El perfume bien mezclado, puro y santo
Por fin, el último párrafo de este capítulo tan rico en enseñanzas nos presenta el incienso como un “perfume según el arte del perfumador, bien mezclado, puro y santo” (v. 35). Este incienso precioso y sin igual representa las perfecciones ilimitadas e ilimitables de Cristo. Dios no había prescrito cantidad especial para cada uno de los ingredientes que entraban en la composición del perfume; porque las virtudes de Cristo, las bellezas y perfecciones concentradas en su adorable persona, son ilimitables. Solo la mente de Dios puede medir las perfecciones infinitas de Aquel en quien habita la plenitud de la Divinidad; y durante todo el curso de la eternidad, estas gloriosas perfecciones continuarán manifestándose a la vista de los santos y de los ángeles prosternados. De tiempo en tiempo, a medida que nuevos rayos de luz emanen de este sol central de gloria divina, los atrios celestes arriba y los vastos campos de la creación abajo resonarán con potentes aleluyas, glorificando al que era, que es y que será el objeto supremo de alabanza de toda inteligencia creada.

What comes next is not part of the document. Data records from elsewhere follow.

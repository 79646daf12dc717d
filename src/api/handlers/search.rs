use crate::{
    types::{CorpusStatus, Result, SearchHit, SearchRequest, SearchResponse},
    AppState,
};
use axum::{extract::State, Json};
use std::time::Instant;

/// Search the loaded policy.
///
/// Returns the chunks nearest to `query`, nearest first, with their
/// distances under the configured metric.
#[utoipa::path(
    post,
    path = "/api/search",
    request_body = SearchRequest,
    responses(
        (status = 200, description = "Nearest chunks", body = SearchResponse),
        (status = 400, description = "Blank key or query"),
        (status = 409, description = "No document loaded"),
        (status = 502, description = "Embedding backend failed")
    ),
    tag = "corpus"
)]
pub async fn search(
    State(state): State<AppState>,
    Json(payload): Json<SearchRequest>,
) -> Result<Json<SearchResponse>> {
    let start = Instant::now();

    let results: Vec<SearchHit> = state
        .analyzer
        .search(&payload.api_key, &payload.query, payload.top_k)
        .await?
        .into_iter()
        .map(|(chunk, distance)| SearchHit { chunk, distance })
        .collect();

    let duration_ms = start.elapsed().as_millis() as u64;
    tracing::info!(results = results.len(), duration_ms, "Corpus search completed");

    Ok(Json(SearchResponse {
        total: results.len(),
        results,
        duration_ms,
    }))
}

#[utoipa::path(
    get,
    path = "/api/corpus",
    responses(
        (status = 200, description = "Loaded document status", body = CorpusStatus)
    ),
    tag = "corpus"
)]
pub async fn corpus_status(State(state): State<AppState>) -> Json<CorpusStatus> {
    Json(state.analyzer.status().await)
}
impl Default for TimeoutConfig {
    fn default() -> Self {
        Self {
            fetch_secs: default_fetch_secs(),
            embed_secs: default_embed_secs(),
            completion_secs: default_completion_secs(),
        }
    }
}

// ============= Configuration Loading & Validation =============

/// Errors that can occur during configuration loading
#[derive(Debug, thiserror::Error)]
pub enum ConfigError {
    #[error("Configuration file not found: {0}")]
    FileNotFound(PathBuf),

    #[error("Failed to read configuration file: {0}")]
    ReadError(#[from] std::io::Error),

    #[error("Failed to parse TOML: {0}")]
    ParseError(#[from] toml::de::Error),

    #[error("Failed to serialize TOML: {0}")]
    SerializeError(#[from] toml::ser::Error),

    #[error("Validation error: {0}")]
    ValidationError(String),

    #[error("Watch error: {0}")]
    WatchError(#[from] notify::Error),
}

impl From<ConfigError> for crate::types::AppError {
    fn from(err: ConfigError) -> Self {
        crate::types::AppError::Config(err.to_string())
    }
}

impl PolicyConfig {
    /// Load configuration from a TOML file
    pub fn load<P: AsRef<Path>>(path: P) -> Result<Self, ConfigError> {
        let path = path.as_ref();

        if !path.exists() {
            return Err(ConfigError::FileNotFound(path.to_path_buf()));
        }

        let content = fs::read_to_string(path)?;
        let config: PolicyConfig = toml::from_str(&content)?;

        config.validate()?;

        Ok(config)
    }

    /// Load the file if present, otherwise fall back to defaults
    pub fn load_or_default<P: AsRef<Path>>(path: P) -> Result<Self, ConfigError> {
        match Self::load(path.as_ref()) {
            Err(ConfigError::FileNotFound(p)) => {
                info!("No configuration at {:?}, using defaults", p);
                Ok(Self::default())
            }
            other => other,
        }
    }

    /// Validate value ranges and feature availability
    pub fn validate(&self) -> Result<(), ConfigError> {
        if self.server.port == 0 {
            return Err(ConfigError::ValidationError(
                "server.port must be non-zero".to_string(),
            ));
        }
        if !matches!(self.server.log_format.as_str(), "pretty" | "json") {
            return Err(ConfigError::ValidationError(format!(
                "server.log_format must be 'pretty' or 'json', got '{}'",
                self.server.log_format
            )));
        }
        if self.retrieval.word_length == 0 {
            return Err(ConfigError::ValidationError(
                "retrieval.word_length must be at least 1".to_string(),
            ));
        }
        if self.retrieval.batch_size == 0 {
            return Err(ConfigError::ValidationError(
                "retrieval.batch_size must be at least 1".to_string(),
            ));
        }
        if self.retrieval.top_k == 0 {
            return Err(ConfigError::ValidationError(
                "retrieval.top_k must be at least 1".to_string(),
            ));
        }
        if self.retrieval.start_page == 0 {
            return Err(ConfigError::ValidationError(
                "retrieval.start_page is 1-based".to_string(),
            ));
        }
        if let Some(end) = self.retrieval.end_page {
            if end < self.retrieval.start_page {
                return Err(ConfigError::ValidationError(format!(
                    "retrieval.end_page ({}) is before start_page ({})",
                    end, self.retrieval.start_page
                )));
            }
        }
        if !(0.0..=2.0).contains(&self.llm.temperature) {
            return Err(ConfigError::ValidationError(format!(
                "llm.temperature must be within 0.0..=2.0, got {}",
                self.llm.temperature
            )));
        }
        if self.llm.max_tokens == 0 {
            return Err(ConfigError::ValidationError(
                "llm.max_tokens must be at least 1".to_string(),
            ));
        }
        if self.embeddings.backend == EmbeddingBackend::Local && !cfg!(feature = "local-embeddings")
        {
            return Err(ConfigError::ValidationError(
                "embeddings.backend = \"local\" requires the 'local-embeddings' feature"
                    .to_string(),
            ));
        }

        Ok(())
    }

    /// Render the effective configuration as TOML
    pub fn to_toml(&self) -> Result<String, ConfigError> {
        Ok(toml::to_string_pretty(self)?)
    }

    pub fn fetch_timeout(&self) -> Duration {
        Duration::from_secs(self.timeouts.fetch_secs)
    }

    pub fn embed_timeout(&self) -> Duration {
        Duration::from_secs(self.timeouts.embed_secs)
    }

    pub fn completion_timeout(&self) -> Duration {
        Duration::from_secs(self.timeouts.completion_secs)
    }

    /// Which of [`RESTART_REQUIRED_KEYS`] differ between `self` and `other`.
    pub fn restart_required_changes(&self, other: &PolicyConfig) -> Vec<&'static str> {
        let changed = [
            self.server.host != other.server.host,
            self.server.port != other.server.port,
            self.server.max_upload_mb != other.server.max_upload_mb,
            self.embeddings.backend != other.embeddings.backend,
        ];
        RESTART_REQUIRED_KEYS
            .iter()
            .zip(changed)
            .filter_map(|(key, changed)| changed.then_some(*key))
            .collect()
    }
}
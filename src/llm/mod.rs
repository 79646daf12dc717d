//! LLM completion clients and prompt assembly
//!
//! - [`client`] - `CompletionClient` / `CompletionClientFactory` traits and usage types
//! - [`openai`] - OpenAI-compatible `/completions` client over `async-openai`
//! - [`prompt`] - fixed question and instruction template

pub mod client;
pub mod openai;
pub mod prompt;

pub use client::{
    Completion, CompletionClient, CompletionClientFactory, SamplingParams, TokenUsage,
};
pub use openai::{OpenAIClient, OpenAIClientFactory};
pub use prompt::{PromptBuilder, POLICY_QUESTION};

Dios, pues, no había fijado cantidad determinada para los ingredientes del incienso; leemos:
De todo en igual peso (v. 34).
Cada aspecto de excelencia moral halló en Jesús su verdadero lugar y su justa proporción. Ninguna cantidad reemplazaba otra, ni disminuía su valor; todo era “bien mezclado, puro y santo” (v. 35), esparciendo un perfume tan oloroso que solo Dios podía apreciarlo.

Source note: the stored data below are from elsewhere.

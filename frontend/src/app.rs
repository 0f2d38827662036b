use std::cell::RefCell;
use std::rc::Rc;

use extdeck::filter::{ACTIVE_FILTER_CLASS, FilterCategory};
use extdeck::render::CardView;
use extdeck::theme::DARK_THEME_CLASS;
use extdeck::{Gesture, ItemId, Reaction, Session, Theme};
use js_sys::{Function, Promise, Reflect};
use zoon::wasm_bindgen::closure::Closure;
use zoon::wasm_bindgen::{JsCast, JsValue};
use zoon::web_sys;
use zoon::*;

use crate::card::{CardModel, card};
use crate::local_store::LocalStore;

const ERROR_TITLE: &str = "⚠ Oops! Something went wrong while loading the products.";
const ERROR_HINT: &str = "Please refresh the page or try again later.";

#[derive(Clone)]
pub enum Phase {
    /// Waiting for the seed fetch. Nothing is rendered.
    Loading,
    Ready(App),
    Failed,
}

#[derive(Clone)]
pub struct App {
    session: Rc<RefCell<Session<LocalStore>>>,
    cards: MutableVec<Rc<CardModel>>,
    pub filter: Mutable<FilterCategory>,
}

impl App {
    pub fn new(session: Session<LocalStore>) -> Self {
        let mut views: Vec<CardView> = Vec::new();
        let count = session.render_all(&mut views);
        log::debug!("Rendered {count} extension card(s)");
        let cards = views.into_iter().map(CardModel::new).collect::<Vec<_>>();
        let filter = Mutable::new(session.filter());
        Self {
            session: Rc::new(RefCell::new(session)),
            cards: MutableVec::new_with_values(cards),
            filter,
        }
    }

    pub fn dispatch(&self, gesture: Gesture) {
        let reaction = self.session.borrow_mut().dispatch(gesture);
        self.apply(reaction);
    }

    fn apply(&self, reaction: Reaction) {
        match reaction {
            Reaction::CardActivity { id, is_active } => {
                if let Some(card) = self.card(&id) {
                    // always notify: the checkbox may already show a flag the session refused
                    card.is_active.set(is_active);
                }
            }
            Reaction::CardRemoving { id } => {
                if let Some(card) = self.card(&id) {
                    let app = self.clone();
                    card.arm_removal(move || app.dispatch(Gesture::RemovalFinished { id }));
                }
            }
            Reaction::CardDetached { id } => {
                self.cards.lock_mut().retain(|card| card.id() != &id);
            }
            Reaction::Visibility { category, .. } => self.filter.set_neq(category),
            Reaction::ThemeChanged(theme) => {
                switch_theme(theme);
            }
            Reaction::Ignored => {}
        }
    }

    fn card(&self, id: &ItemId) -> Option<Rc<CardModel>> {
        self.cards.lock_ref().iter().find(|card| card.id() == id).cloned()
    }

    fn view(&self) -> impl Element + use<> {
        Column::new()
            .update_raw_el(|raw_el| raw_el.class("container"))
            .item(self.header())
            .item(self.toolbar())
            .item(
                Column::new()
                    .update_raw_el(|raw_el| raw_el.class("extensions-list"))
                    .items_signal_vec({
                        let app = self.clone();
                        self.cards
                            .signal_vec_cloned()
                            .map(move |model| card(app.clone(), model))
                    }),
            )
    }

    fn header(&self) -> impl Element + use<> {
        let app = self.clone();
        Row::new()
            .update_raw_el(|raw_el| raw_el.class("header"))
            .item(RawHtmlEl::new("h1").child(Text::new("extensions")))
            .item(
                Button::new()
                    .label("Toggle theme")
                    .update_raw_el(|raw_el| raw_el.class("btn-theme"))
                    .on_press(move || app.dispatch(Gesture::ToggleTheme)),
            )
    }

    fn toolbar(&self) -> impl Element + use<> {
        Row::new()
            .update_raw_el(|raw_el| raw_el.class("toolbar"))
            .item(RawHtmlEl::new("h2").child(Text::new("Extensions List")))
            .item(
                Row::new()
                    .update_raw_el(|raw_el| raw_el.class("filter"))
                    .items(FilterCategory::ALL.map(|category| self.filter_button(category))),
            )
    }

    fn filter_button(&self, category: FilterCategory) -> impl Element + use<> {
        let app = self.clone();
        let selected = self.filter.signal().map(move |filter| filter == category);
        Button::new()
            .label(category.label())
            .update_raw_el(move |raw_el| {
                raw_el
                    .class("filter-btn")
                    .class_signal(ACTIVE_FILTER_CLASS, selected)
                    .attr("data-filter", category.as_str())
            })
            .on_press(move || app.dispatch(Gesture::SelectFilter(category)))
    }
}

/// Applies `theme` inside a view transition where the browser offers one.
/// Returns the promise that settles once the theme class is in place, when a
/// transition was started.
pub fn switch_theme(theme: Theme) -> Option<Promise> {
    let document = web_sys::window().and_then(|window| window.document());
    let start_view_transition = document.as_ref().and_then(|document| {
        Reflect::get(document, &JsValue::from_str("startViewTransition"))
            .ok()
            .and_then(|value| value.dyn_into::<Function>().ok())
    });
    let (Some(document), Some(start_view_transition)) = (document, start_view_transition) else {
        apply_theme(theme);
        return None;
    };
    let update = Closure::once_into_js(move || apply_theme(theme));
    match start_view_transition.call1(&document, &update) {
        Ok(transition) => Reflect::get(&transition, &JsValue::from_str("updateCallbackDone"))
            .ok()
            .and_then(|done| done.dyn_into::<Promise>().ok()),
        Err(error) => {
            log::debug!("View transition unavailable: {error:?}");
            apply_theme(theme);
            None
        }
    }
}

/// Sets the dark-theme class on `<body>`.
pub fn apply_theme(theme: Theme) {
    let Some(body) = web_sys::window()
        .and_then(|window| window.document())
        .and_then(|document| document.body())
    else {
        log::warn!("No document body to apply the theme to");
        return;
    };
    if let Err(error) = body.class_list().toggle_with_force(DARK_THEME_CLASS, theme.is_dark()) {
        log::warn!("Failed to apply theme: {error:?}");
    }
}

pub fn root(phase: Mutable<Phase>) -> impl Element {
    El::new()
        .update_raw_el(|raw_el| raw_el.class("app"))
        .child_signal(phase.signal_cloned().map(|phase| match phase {
            Phase::Loading => None,
            Phase::Ready(app) => Some(app.view().unify()),
            Phase::Failed => Some(error_page().unify()),
        }))
}

fn error_page() -> impl Element {
    Column::new()
        .update_raw_el(|raw_el| raw_el.class("error-fetching"))
        .item(Paragraph::new().content(ERROR_TITLE))
        .item(Paragraph::new().content(ERROR_HINT))
}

“Y molerás parte de él en polvo fino, y lo pondrás delante del testimonio en el tabernáculo de reunión, donde yo me mostraré a ti. Os será cosa santísima” (v. 36). Hay un significado profundo y extraordinario en la expresión: “polvo fino”. Nos enseña que cada pequeño movimiento en la vida de Cristo, cada una de las menores circunstancias, cada acción, cada palabra, cada mirada, cada rasgo, esparce un perfume producido en proporción igual: un “igual peso” de todas las gracias divinas que constituyen su carácter. Cuanto más molido estaba el perfume, tanto mejor se manifestaba su preciosa y exquisita composición.

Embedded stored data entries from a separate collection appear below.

//! The running session: working set, card lifecycle, filter and theme.
//!
//! Gestures from the presentation layer go through [`Session::dispatch`].
//! What a gesture means is decided by the pure [`decide`]; the session then
//! applies the decision, keeps storage in sync and answers with a
//! [`Reaction`] describing the visual update.

use std::collections::HashSet;

use crate::config::AppConfig;
use crate::error::SyncError;
use crate::filter::{FilterBar, FilterCategory};
use crate::identity::ItemId;
use crate::render::{self, CardState, CardView, DisplaySurface};
use crate::storage::{KeyValueStore, StateStore};
use crate::theme::Theme;
use crate::working_set::WorkingSet;

/// A user gesture reported by the presentation layer.
#[derive(Debug, Clone, PartialEq, Eq)]
pub enum Gesture {
    /// The card's switch now reads `active`.
    Toggle { id: ItemId, active: bool },
    Remove { id: ItemId },
    /// The card's exit transition has ended. May be delivered more than once.
    RemovalFinished { id: ItemId },
    SelectFilter(FilterCategory),
    ToggleTheme,
}

/// What a gesture means for the current state.
#[derive(Debug, Clone, PartialEq, Eq)]
pub enum Decision {
    SetActive { id: ItemId, active: bool },
    /// The card is leaving; report its unchanged flag so the switch snaps back.
    RestoreActivity { id: ItemId },
    BeginRemoval { id: ItemId },
    FinishRemoval { id: ItemId },
    SelectFilter(FilterCategory),
    SwitchTheme(Theme),
    Ignore(&'static str),
}

/// The visual update that follows a dispatched gesture.
#[derive(Debug, Clone, PartialEq, Eq)]
pub enum Reaction {
    CardActivity { id: ItemId, is_active: bool },
    /// Start the exit transition and report `RemovalFinished` when it ends.
    CardRemoving { id: ItemId },
    /// Detach the card; the item is gone.
    CardDetached { id: ItemId },
    /// Selected filter and the resulting visibility of every card.
    Visibility {
        category: FilterCategory,
        visible: Vec<(ItemId, bool)>,
    },
    ThemeChanged(Theme),
    Ignored,
}

pub fn decide(working_set: &WorkingSet, removing: &HashSet<ItemId>, theme: Theme, gesture: &Gesture) -> Decision {
    let state_of = |id: &ItemId| CardState::of(working_set.get(id), removing.contains(id));
    match gesture {
        Gesture::Toggle { id, active } => match state_of(id) {
            state if state.is_present() => Decision::SetActive {
                id: id.clone(),
                active: *active,
            },
            CardState::Removing => Decision::RestoreActivity { id: id.clone() },
            _ => Decision::Ignore("toggle on an unknown extension"),
        },
        Gesture::Remove { id } => match state_of(id) {
            state if state.is_present() => Decision::BeginRemoval { id: id.clone() },
            CardState::Removing => Decision::Ignore("removal already in progress"),
            _ => Decision::Ignore("remove on an unknown extension"),
        },
        Gesture::RemovalFinished { id } => match state_of(id) {
            CardState::Removing => Decision::FinishRemoval { id: id.clone() },
            _ => Decision::Ignore("no removal in progress"),
        },
        Gesture::SelectFilter(category) => Decision::SelectFilter(*category),
        Gesture::ToggleTheme => Decision::SwitchTheme(theme.toggled()),
    }
}

pub struct Session<S> {
    config: AppConfig,
    store: StateStore<S>,
    working_set: WorkingSet,
    removing: HashSet<ItemId>,
    filter: FilterBar,
    theme: Theme,
}

impl<S: KeyValueStore> Session<S> {
    /// `theme` is the preference already read from `store` and applied.
    pub fn new(store: StateStore<S>, working_set: WorkingSet, theme: Theme, config: AppConfig) -> Self {
        Self {
            config,
            store,
            working_set,
            removing: HashSet::new(),
            filter: FilterBar::default(),
            theme,
        }
    }

    pub fn working_set(&self) -> &WorkingSet {
        &self.working_set
    }

    pub fn store(&self) -> &StateStore<S> {
        &self.store
    }

    pub fn store_mut(&mut self) -> &mut StateStore<S> {
        &mut self.store
    }

    pub fn config(&self) -> &AppConfig {
        &self.config
    }

    pub fn theme(&self) -> Theme {
        self.theme
    }

    pub fn filter(&self) -> FilterCategory {
        self.filter.selected()
    }

    pub fn card_state(&self, id: &ItemId) -> CardState {
        CardState::of(self.working_set.get(id), self.removing.contains(id))
    }

    /// Cards for every item still in the working set, removing ones included.
    pub fn cards(&self) -> impl Iterator<Item = CardView> + '_ {
        self.working_set
            .iter()
            .map(|item| CardView::new(item, self.card_state(&item.id)))
    }

    pub fn render_all(&self, surface: &mut impl DisplaySurface) -> usize {
        render::render_all(self.cards(), surface)
    }

    pub fn visibility(&self) -> Vec<(ItemId, bool)> {
        let category = self.filter.selected();
        self.working_set
            .iter()
            .map(|item| (item.id.clone(), category.shows(item.is_active)))
            .collect()
    }

    /// Writes the working set under the snapshot key.
    pub fn sync(&mut self) -> Result<(), SyncError> {
        let snapshot = self.working_set.to_snapshot()?;
        self.store.save_snapshot(&snapshot)?;
        Ok(())
    }

    pub fn dispatch(&mut self, gesture: Gesture) -> Reaction {
        let decision = decide(&self.working_set, &self.removing, self.theme, &gesture);
        self.apply(decision)
    }

    fn apply(&mut self, decision: Decision) -> Reaction {
        match decision {
            Decision::SetActive { id, active } => {
                self.working_set.set_active(&id, active);
                self.sync_logged();
                Reaction::CardActivity { id, is_active: active }
            }
            Decision::RestoreActivity { id } => match self.working_set.get(&id) {
                Some(item) => {
                    log::debug!("Toggle on '{id}' ignored, the card is being removed");
                    Reaction::CardActivity {
                        is_active: item.is_active,
                        id,
                    }
                }
                None => Reaction::Ignored,
            },
            Decision::BeginRemoval { id } => {
                self.removing.insert(id.clone());
                if self.config.removal_transition {
                    Reaction::CardRemoving { id }
                } else {
                    self.apply(Decision::FinishRemoval { id })
                }
            }
            Decision::FinishRemoval { id } => {
                self.removing.remove(&id);
                self.working_set.remove(&id);
                self.sync_logged();
                Reaction::CardDetached { id }
            }
            Decision::SelectFilter(category) => {
                self.filter.select(category);
                Reaction::Visibility {
                    category,
                    visible: self.visibility(),
                }
            }
            Decision::SwitchTheme(theme) => {
                self.theme = theme;
                if let Err(error) = self.store.save_theme(theme) {
                    log::warn!("Failed to store theme: {error}");
                }
                Reaction::ThemeChanged(theme)
            }
            Decision::Ignore(reason) => {
                log::debug!("Ignored gesture: {reason}");
                Reaction::Ignored
            }
        }
    }

    fn sync_logged(&mut self) {
        if let Err(error) = self.sync() {
            log::warn!("{error}");
        }
    }
}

“Como este incienso que harás, no os haréis otro según su composición; te será cosa sagrada para Jehová. Cualquiera que hiciere otro como este para olerlo, será cortado de entre su pueblo” (v. 37-38). Este perfume fragante estaba destinado a Jehová exclusivamente; su lugar estaba “delante del testimonio”. Hay algo en Jesús que solo Dios puede apreciar. Todo corazón creyente puede, es verdad, acercarse a su incomparable Persona, quedando satisfechos así sus más ardientes y profundos deseos. Sin embargo, más allá de todo lo que los redimidos de Dios son y sean capaces de comprender, de todo lo que los ángeles puedan contemplar acerca de las glorias insondables del hombre Jesucristo, habrá aún algo en él que solo Dios puede sondear, y de lo cual solo él puede gozar (comp. Mateo 11:27). Ninguna mirada humana o angélica podrá jamás discernir todo lo que encerraba este santo perfume molido en “polvo fino”. Solo halla en el cielo lugar conveniente para exhalar su divina excelencia.
Resumen
En nuestro rápido bosquejo hemos llegado así al fin de una división marcada en el libro que estudiamos. Hemos empezado por “el arca del pacto” hasta llegar al “altar de bronce”, para volver luego del “altar de bronce” a la “santa unción”. ¡Sublime camino, con tal que sea recorrido a la luz infalible de la lámpara del Espíritu Santo, en vez de bajo el resplandor falso e incierto de la imaginación humana! ¡Qué camino, si es recorrido no a través de las sombras de una dispensación ya pasada, sino en medio de las glorias personales y de las perfecciones del Hijo que se representan en ellas! Los que lo han recorrido así, descubrirán que sus afectos han sido atraídos hacia Cristo más que antes; poseerán un conocimiento más elevado de su gloria, Su belleza, Su excelencia, y de Su capacidad para sanar una conciencia herida y dar satisfacción a un corazón sediento. Sus ojos quedarán más cerrados a todas las atracciones de la tierra, sus oídos cerrados a todas las pretensiones y promesas del mundo. Estarán dispuestos a pronunciar un amén más ferviente a las palabras del apóstol, cuando dice: “El que no amare al Señor Jesucristo, sea anatema21). El Señor viene” (1 Corintios 16: 22).